Rolling Stones guitarist Keith Richards plays his guitar in this file photo from the Rolling Stones concert at Ullevi stadium in Goteborg, Sweden, Aug. 3, 2007Rolling Stones guitarist Keith Richards has written a letter demanding that two Swedish newspapers apologize to the band and its Swedish fans for publishing a very negative review of an August 3 Rolling Stones concert in Gothenberg, Sweden. The review said Richards looked "very drunk" at the performance.

Now, there’s a shocker.

Richards, of course, is world-famous for looking like a particularly ancient and frightful witch and speaking an incomprehensible blather most commonly heard among street-wandering schizophrenics—and is widely beloved for it all, as a sort of crazy uncle character. Yet somehow the review set him into a state of high dudgeon reminiscent of Arianna Huffington on a bad day. In a statement released today and reported by Reuters, Richards demanded the newspaper apologize:

"Never before have I risen to the bait of a bad review," the veteran rock star said in a statement released on Wednesday.

"But this time … I have to stand up for our incredible Gothenburg audience and for our fans all over Sweden … to say that you owe them, and us, an apology."

I suppose it is ordinarily a bit of an insult to claim that a person was drunk on the job, but in Richards’s case, it’s precisely what we’d expect.
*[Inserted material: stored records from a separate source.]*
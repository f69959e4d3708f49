//! Maps parsed commands to replies.

use tracing::{info, warn};

use pulsebot_ai::Analysis;
use pulsebot_types::InboundMessage;

use crate::Bot;
use crate::commands::Command;

impl Bot {
    /// Handle one inbound message and produce the reply text.
    pub async fn dispatch(&self, msg: &InboundMessage) -> String {
        let command = Command::parse(&msg.text);
        info!(
            chat_id = msg.chat_id,
            sender = msg.sender_name.as_deref().unwrap_or("?"),
            command = command_label(&command),
            "dispatching command"
        );

        match command {
            Command::Start | Command::Help => Command::help_text().to_string(),
            Command::Ping => {
                let now = chrono::Utc::now().with_timezone(&self.config.timezone);
                format!("🏓 pong · {}", now.format("%Y-%m-%d %H:%M:%S %Z"))
            }
            Command::Jobs => self.jobs_reply().await,
            Command::MarketMonitor => {
                self.manual_push(pulsebot_types::JOB_MARKET_MONITOR, "Market Monitor")
                    .await
            }
            Command::Momentum => {
                self.manual_push(pulsebot_types::JOB_MOMENTUM, "Momentum 50")
                    .await
            }
            Command::Ask { question } => {
                if question.is_empty() {
                    "Usage: /ask <question>".to_string()
                } else {
                    self.answer(msg, &question).await
                }
            }
            Command::Query { text } => {
                if text.is_empty() {
                    Command::help_text().to_string()
                } else {
                    self.answer(msg, &text).await
                }
            }
            Command::Unknown { name } => {
                format!("Unknown command /{name}. Try /help.")
            }
        }
    }

    /// Run a push on demand, refusing while the same job is in flight.
    async fn manual_push(&self, job_id: &str, label: &str) -> String {
        let Some(guard) = self.guards.get(job_id) else {
            return format!("⚠️ {label} is not configured.");
        };
        let Ok(_held) = guard.try_lock() else {
            return format!("⏳ {label} is already running, hang on.");
        };

        let result = match job_id {
            pulsebot_types::JOB_MARKET_MONITOR => self.push_market_monitor().await,
            _ => self.push_momentum().await,
        };

        match result {
            Ok(()) => format!("✅ {label} pushed."),
            Err(e) => {
                warn!(job_id, "manual push failed: {e:#}");
                format!("❌ {label} failed: {e}")
            }
        }
    }

    async fn jobs_reply(&self) -> String {
        let statuses = self.scheduler.status().await;
        let mut out = String::from("🗓 *Scheduled jobs*\n");
        for s in statuses {
            let fired = s
                .last_fired
                .map(|d| d.format("%Y-%m-%d").to_string())
                .unwrap_or_else(|| "never".to_string());
            out.push_str(&format!(
                "\n• `{}` at {} ({}) — last fired: {}",
                s.id, s.at, s.timezone, fired
            ));
        }
        out
    }

    /// Relay a free-text question to the AI, with a typing indicator
    /// while the answer is in flight.
    async fn answer(&self, msg: &InboundMessage, question: &str) -> String {
        if !self.router.is_enabled() {
            return "🤐 AI analysis is not configured on this bot.".to_string();
        }

        if let Err(e) = self
            .api
            .send_chat_action(&pulsebot_telegram::types::SendChatActionParams {
                chat_id: msg.chat_id,
                action: "typing".to_string(),
            })
            .await
        {
            warn!("sendChatAction failed: {e}");
        }

        match self.router.analyze(question).await {
            Analysis::Text(text) => text,
            Analysis::Unavailable { detail } => {
                warn!("analysis unavailable: {detail}");
                "😵 The analyst is unavailable right now, try again in a minute.".to_string()
            }
        }
    }
}

fn command_label(command: &Command) -> &'static str {
    match command {
        Command::Start => "start",
        Command::Help => "help",
        Command::Ping => "ping",
        Command::MarketMonitor => "market-monitor",
        Command::Momentum => "momentum",
        Command::Jobs => "jobs",
        Command::Ask { .. } => "ask",
        Command::Query { .. } => "query",
        Command::Unknown { .. } => "unknown",
    }
}
//! Google Gemini client (`generateContent` REST API).

use async_trait::async_trait;
use reqwest::Client;
use serde::{Deserialize, Serialize};

use crate::{PROVIDER_TIMEOUT, Provider, ProviderError};

use super::GEMINI;

const DEFAULT_API_BASE: &str = "https://generativelanguage.googleapis.com/v1beta";
const MODEL: &str = "gemini-2.0-flash";

/// HTTP client for the Gemini `generateContent` endpoint.
pub struct GeminiClient {
    client: Client,
    api_key: String,
    base_url: String,
}

impl GeminiClient {
    pub fn new(api_key: &str) -> Self {
        let client = Client::builder()
            .timeout(PROVIDER_TIMEOUT)
            .build()
            .expect("failed to build reqwest client");
        Self {
            client,
            api_key: api_key.to_string(),
            base_url: DEFAULT_API_BASE.to_string(),
        }
    }
}

#[derive(Serialize)]
struct GenerateRequest<'a> {
    contents: Vec<Content<'a>>,
}

#[derive(Serialize)]
struct Content<'a> {
    parts: Vec<Part<'a>>,
}

#[derive(Serialize)]
struct Part<'a> {
    text: &'a str,
}

#[derive(Deserialize)]
struct GenerateResponse {
    #[serde(default)]
    candidates: Vec<Candidate>,
}

#[derive(Deserialize)]
struct Candidate {
    content: CandidateContent,
}

#[derive(Deserialize)]
struct CandidateContent {
    #[serde(default)]
    parts: Vec<CandidatePart>,
}

#[derive(Deserialize)]
struct CandidatePart {
    #[serde(default)]
    text: String,
}

#[async_trait]
impl Provider for GeminiClient {
    fn name(&self) -> &str {
        GEMINI
    }

    async fn complete(&self, prompt: &str) -> Result<String, ProviderError> {
        let request = GenerateRequest {
            contents: vec![Content {
                parts: vec![Part { text: prompt }],
            }],
        };

        let url = format!(
            "{}/models/{}:generateContent",
            self.base_url, MODEL
        );
        let resp = self
            .client
            .post(url)
            .query(&[("key", self.api_key.as_str())])
            .json(&request)
            .send()
            .await?;

        let status = resp.status();
        if !status.is_success() {
            let detail = resp.text().await.unwrap_or_default();
            return Err(ProviderError::Api {
                status: status.as_u16(),
                detail,
            });
        }

        let body: GenerateResponse = resp.json().await?;
        let text: String = body
            .candidates
            .into_iter()
            .next()
            .map(|c| {
                c.content
                    .parts
                    .into_iter()
                    .map(|p| p.text)
                    .collect::<Vec<_>>()
                    .join("")
            })
            .unwrap_or_default();

        if text.is_empty() {
            return Err(ProviderError::Malformed("no candidate text".into()));
        }
        Ok(text)
    }
}

#[cfg(test)]
mod tests {
    use super::*;

    #[test]
    fn test_request_body_shape() {
        let request = GenerateRequest {
            contents: vec![Content {
                parts: vec![Part { text: "hi" }],
            }],
        };
        let json = serde_json::to_value(&request).unwrap();
        assert_eq!(json["contents"][0]["parts"][0]["text"], "hi");
    }

    #[test]
    fn test_response_parse_joins_parts() {
        let json = r#"{"candidates":[{"content":{"parts":[{"text":"a"},{"text":"b"}]}}]}"#;
        let resp: GenerateResponse = serde_json::from_str(json).unwrap();
        let text: String = resp.candidates[0]
            .content
            .parts
            .iter()
            .map(|p| p.text.clone())
            .collect();
        assert_eq!(text, "ab");
    }

    #[test]
    fn test_provider_name() {
        assert_eq!(GeminiClient::new("k").name(), "gemini");
    }
}
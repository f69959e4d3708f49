//! Daily job scheduler.
//!
//! Each job fires at most once per calendar day at a local time-of-day in
//! its own timezone. A process started after the target time still fires
//! the job on the same day (catch-up); a full-day outage is never
//! backfilled. Firing state lives in memory only.

pub mod guard;
pub mod runner;

pub use guard::JobGuards;
pub use runner::Scheduler;

use chrono::NaiveTime;
use chrono_tz::Tz;

/// A fixed daily job: identifier plus target local time.
#[derive(Debug, Clone)]
pub struct DailyJob {
    pub id: String,
    pub at: NaiveTime,
    pub tz: Tz,
}

impl DailyJob {
    pub fn new(id: impl Into<String>, at: NaiveTime, tz: Tz) -> Self {
        Self { id: id.into(), at, tz }
    }
}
In fact, it’s what he’s paid for—to appear to be drunk if not actually to be drunk.

So I greatly doubt that the band’s fans were offended by the reviewer’s claim that Richards was inebriated during the Gothenberg show, even if he wasn’t (although of course he probably was—he keeled over onstage during a Helsinki show on the same tour). After all, no one attending a Rolling Stones concert is expecting Keef to perform with the miraculous precision of a Jan Akkerman. No, they’re just there to have fun hearing the same songs they’ve heard hundreds of times before, performed live by a bunch of nutty rich old codgers.